**Exercise instructions:** Match the word "never". Return each line of the data below where it appears.

**Provided data:**
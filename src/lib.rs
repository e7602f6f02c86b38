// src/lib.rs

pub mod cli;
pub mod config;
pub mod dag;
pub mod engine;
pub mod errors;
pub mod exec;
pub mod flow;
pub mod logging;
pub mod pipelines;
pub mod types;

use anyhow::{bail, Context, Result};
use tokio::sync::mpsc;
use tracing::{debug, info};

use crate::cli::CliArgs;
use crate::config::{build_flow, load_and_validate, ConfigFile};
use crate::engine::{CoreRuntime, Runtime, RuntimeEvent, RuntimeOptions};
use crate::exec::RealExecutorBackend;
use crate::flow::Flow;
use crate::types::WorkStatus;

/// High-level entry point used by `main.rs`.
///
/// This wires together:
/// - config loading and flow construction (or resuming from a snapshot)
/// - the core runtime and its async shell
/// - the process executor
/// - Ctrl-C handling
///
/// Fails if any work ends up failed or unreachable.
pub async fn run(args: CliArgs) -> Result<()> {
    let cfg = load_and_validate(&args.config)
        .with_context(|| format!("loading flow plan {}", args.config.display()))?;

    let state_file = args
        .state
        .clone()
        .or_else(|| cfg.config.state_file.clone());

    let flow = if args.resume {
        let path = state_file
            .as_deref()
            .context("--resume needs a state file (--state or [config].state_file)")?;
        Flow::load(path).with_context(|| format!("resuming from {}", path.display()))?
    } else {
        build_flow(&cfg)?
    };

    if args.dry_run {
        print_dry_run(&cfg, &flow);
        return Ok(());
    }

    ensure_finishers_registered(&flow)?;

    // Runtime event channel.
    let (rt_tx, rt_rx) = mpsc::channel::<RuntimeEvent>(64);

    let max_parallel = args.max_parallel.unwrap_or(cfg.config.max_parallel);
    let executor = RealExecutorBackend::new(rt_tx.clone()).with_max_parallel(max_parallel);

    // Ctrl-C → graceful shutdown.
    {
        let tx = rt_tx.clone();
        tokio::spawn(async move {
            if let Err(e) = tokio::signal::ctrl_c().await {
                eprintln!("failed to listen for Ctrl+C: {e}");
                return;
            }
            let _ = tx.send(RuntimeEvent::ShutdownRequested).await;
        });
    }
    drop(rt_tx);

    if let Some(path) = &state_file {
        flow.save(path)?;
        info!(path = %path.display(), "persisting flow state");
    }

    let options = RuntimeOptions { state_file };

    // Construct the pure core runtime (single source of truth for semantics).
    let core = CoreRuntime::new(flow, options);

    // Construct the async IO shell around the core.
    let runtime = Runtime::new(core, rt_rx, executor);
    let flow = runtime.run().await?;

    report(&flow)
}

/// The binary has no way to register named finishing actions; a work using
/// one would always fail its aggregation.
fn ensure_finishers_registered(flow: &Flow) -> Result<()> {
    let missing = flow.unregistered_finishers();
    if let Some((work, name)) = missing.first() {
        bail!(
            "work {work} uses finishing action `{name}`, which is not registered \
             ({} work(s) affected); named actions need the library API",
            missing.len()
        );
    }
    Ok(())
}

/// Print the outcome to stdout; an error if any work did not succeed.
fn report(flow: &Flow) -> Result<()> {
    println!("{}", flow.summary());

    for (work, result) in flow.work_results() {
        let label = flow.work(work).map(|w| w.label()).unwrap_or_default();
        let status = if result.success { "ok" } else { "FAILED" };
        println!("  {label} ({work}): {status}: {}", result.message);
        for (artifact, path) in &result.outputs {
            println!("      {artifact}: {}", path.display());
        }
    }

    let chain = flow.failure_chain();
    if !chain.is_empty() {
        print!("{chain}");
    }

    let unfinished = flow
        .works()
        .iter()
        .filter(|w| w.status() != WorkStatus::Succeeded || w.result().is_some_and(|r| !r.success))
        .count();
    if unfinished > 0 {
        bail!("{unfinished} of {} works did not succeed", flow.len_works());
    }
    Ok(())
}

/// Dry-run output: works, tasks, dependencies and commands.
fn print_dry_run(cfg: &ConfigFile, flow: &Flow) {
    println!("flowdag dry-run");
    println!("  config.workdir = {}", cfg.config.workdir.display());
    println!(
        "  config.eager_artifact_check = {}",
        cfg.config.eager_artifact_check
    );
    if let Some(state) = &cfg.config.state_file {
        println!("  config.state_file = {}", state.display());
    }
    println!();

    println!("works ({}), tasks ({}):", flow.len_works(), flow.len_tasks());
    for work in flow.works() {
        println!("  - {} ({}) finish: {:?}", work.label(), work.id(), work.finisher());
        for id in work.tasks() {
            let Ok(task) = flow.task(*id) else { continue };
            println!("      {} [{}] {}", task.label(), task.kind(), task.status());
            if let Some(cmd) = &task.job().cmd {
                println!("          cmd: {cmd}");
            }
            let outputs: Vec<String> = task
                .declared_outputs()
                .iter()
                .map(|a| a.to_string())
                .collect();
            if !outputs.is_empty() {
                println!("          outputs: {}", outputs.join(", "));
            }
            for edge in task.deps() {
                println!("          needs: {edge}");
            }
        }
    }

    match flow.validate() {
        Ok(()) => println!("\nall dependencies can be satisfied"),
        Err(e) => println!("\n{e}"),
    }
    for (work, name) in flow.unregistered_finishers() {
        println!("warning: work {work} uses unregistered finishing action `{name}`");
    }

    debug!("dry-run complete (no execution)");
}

==

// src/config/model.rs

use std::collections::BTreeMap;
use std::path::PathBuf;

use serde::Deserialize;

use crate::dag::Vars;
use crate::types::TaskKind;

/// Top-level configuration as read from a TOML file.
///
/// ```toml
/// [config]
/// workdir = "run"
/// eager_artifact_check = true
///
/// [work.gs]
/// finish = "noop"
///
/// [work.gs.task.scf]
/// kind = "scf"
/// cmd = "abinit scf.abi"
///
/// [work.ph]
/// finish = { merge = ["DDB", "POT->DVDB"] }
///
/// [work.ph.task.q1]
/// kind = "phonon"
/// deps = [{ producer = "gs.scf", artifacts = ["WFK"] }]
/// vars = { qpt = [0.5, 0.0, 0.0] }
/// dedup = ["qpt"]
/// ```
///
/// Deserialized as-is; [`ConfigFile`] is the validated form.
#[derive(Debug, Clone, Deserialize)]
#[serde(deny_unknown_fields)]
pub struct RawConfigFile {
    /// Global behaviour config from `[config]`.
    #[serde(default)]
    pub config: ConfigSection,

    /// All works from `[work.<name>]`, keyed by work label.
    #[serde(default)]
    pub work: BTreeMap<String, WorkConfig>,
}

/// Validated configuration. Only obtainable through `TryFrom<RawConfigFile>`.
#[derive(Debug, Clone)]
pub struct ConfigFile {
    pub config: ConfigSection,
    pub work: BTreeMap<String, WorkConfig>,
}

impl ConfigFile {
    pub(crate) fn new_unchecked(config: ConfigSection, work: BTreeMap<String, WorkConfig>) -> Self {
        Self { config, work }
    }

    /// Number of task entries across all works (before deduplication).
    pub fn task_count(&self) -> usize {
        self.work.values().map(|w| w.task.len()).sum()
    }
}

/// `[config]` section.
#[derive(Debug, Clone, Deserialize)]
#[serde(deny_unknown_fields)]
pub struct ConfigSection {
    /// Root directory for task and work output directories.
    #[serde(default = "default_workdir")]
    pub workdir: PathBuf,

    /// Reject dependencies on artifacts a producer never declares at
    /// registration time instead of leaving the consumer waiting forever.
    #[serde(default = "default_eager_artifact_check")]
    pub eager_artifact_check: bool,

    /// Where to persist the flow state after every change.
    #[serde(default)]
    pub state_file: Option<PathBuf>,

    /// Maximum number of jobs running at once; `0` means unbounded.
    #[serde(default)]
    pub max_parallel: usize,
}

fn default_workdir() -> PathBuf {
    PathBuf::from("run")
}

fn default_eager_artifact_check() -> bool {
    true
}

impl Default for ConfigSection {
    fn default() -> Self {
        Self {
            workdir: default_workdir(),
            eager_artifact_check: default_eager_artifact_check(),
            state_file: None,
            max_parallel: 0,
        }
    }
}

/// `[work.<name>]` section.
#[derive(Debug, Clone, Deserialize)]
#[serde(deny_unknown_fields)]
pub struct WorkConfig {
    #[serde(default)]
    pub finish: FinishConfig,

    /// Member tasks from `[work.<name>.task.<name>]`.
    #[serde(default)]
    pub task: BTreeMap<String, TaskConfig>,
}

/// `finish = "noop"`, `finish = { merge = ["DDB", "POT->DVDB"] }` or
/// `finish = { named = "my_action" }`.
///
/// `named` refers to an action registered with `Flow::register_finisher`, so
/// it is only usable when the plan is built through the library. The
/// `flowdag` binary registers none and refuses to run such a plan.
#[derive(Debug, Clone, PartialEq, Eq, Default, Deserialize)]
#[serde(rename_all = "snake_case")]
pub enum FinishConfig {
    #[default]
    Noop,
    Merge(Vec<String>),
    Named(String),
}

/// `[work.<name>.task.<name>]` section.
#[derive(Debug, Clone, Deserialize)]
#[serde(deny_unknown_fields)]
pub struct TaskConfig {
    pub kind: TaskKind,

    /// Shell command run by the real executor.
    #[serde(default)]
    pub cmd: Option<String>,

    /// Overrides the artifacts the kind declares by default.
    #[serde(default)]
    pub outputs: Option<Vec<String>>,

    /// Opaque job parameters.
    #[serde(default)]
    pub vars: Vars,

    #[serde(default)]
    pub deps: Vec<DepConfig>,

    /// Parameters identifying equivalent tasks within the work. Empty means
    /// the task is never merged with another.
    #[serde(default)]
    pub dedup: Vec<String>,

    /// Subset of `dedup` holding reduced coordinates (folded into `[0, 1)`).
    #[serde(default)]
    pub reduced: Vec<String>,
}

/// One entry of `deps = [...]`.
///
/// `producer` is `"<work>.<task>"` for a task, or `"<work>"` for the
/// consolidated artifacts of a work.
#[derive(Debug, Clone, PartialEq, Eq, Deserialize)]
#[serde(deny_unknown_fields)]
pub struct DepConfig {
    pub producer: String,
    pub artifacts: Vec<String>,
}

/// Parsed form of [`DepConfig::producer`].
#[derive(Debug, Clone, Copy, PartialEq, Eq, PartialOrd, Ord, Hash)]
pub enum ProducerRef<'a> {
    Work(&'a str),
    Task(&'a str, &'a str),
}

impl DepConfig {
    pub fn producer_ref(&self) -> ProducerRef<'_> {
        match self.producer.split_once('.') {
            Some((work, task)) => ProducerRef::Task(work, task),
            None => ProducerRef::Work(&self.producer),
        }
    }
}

* * *

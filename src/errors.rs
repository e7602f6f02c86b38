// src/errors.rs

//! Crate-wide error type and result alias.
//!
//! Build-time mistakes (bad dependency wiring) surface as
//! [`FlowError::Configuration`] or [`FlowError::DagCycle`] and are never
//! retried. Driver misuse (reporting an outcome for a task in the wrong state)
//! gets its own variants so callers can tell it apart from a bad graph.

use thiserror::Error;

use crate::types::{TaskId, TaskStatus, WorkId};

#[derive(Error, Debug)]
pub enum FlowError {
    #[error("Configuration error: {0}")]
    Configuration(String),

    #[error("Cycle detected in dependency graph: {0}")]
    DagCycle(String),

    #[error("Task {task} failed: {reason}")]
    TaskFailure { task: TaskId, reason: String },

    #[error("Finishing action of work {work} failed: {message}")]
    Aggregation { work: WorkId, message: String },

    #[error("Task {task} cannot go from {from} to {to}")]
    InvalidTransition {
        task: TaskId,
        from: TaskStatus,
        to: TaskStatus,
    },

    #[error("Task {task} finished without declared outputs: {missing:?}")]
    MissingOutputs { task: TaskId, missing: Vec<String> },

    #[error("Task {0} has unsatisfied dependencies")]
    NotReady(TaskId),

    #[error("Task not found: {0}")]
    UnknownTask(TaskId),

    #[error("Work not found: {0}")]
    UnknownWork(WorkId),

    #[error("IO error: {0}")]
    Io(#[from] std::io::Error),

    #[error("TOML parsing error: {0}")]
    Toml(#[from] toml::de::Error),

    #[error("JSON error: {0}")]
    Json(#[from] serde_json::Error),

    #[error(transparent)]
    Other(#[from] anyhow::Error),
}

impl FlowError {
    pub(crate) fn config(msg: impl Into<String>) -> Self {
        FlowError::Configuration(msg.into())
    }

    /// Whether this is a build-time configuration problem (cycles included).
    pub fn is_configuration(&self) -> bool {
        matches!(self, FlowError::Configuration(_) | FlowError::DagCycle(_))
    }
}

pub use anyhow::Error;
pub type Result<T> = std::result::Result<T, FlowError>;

**Response to the task:**
    /// Reject dependencies on artifacts a producer never declares at
    /// the task is never merged with another.
//! [`FlowError::Configuration`] or [`FlowError::DagCycle`] and are never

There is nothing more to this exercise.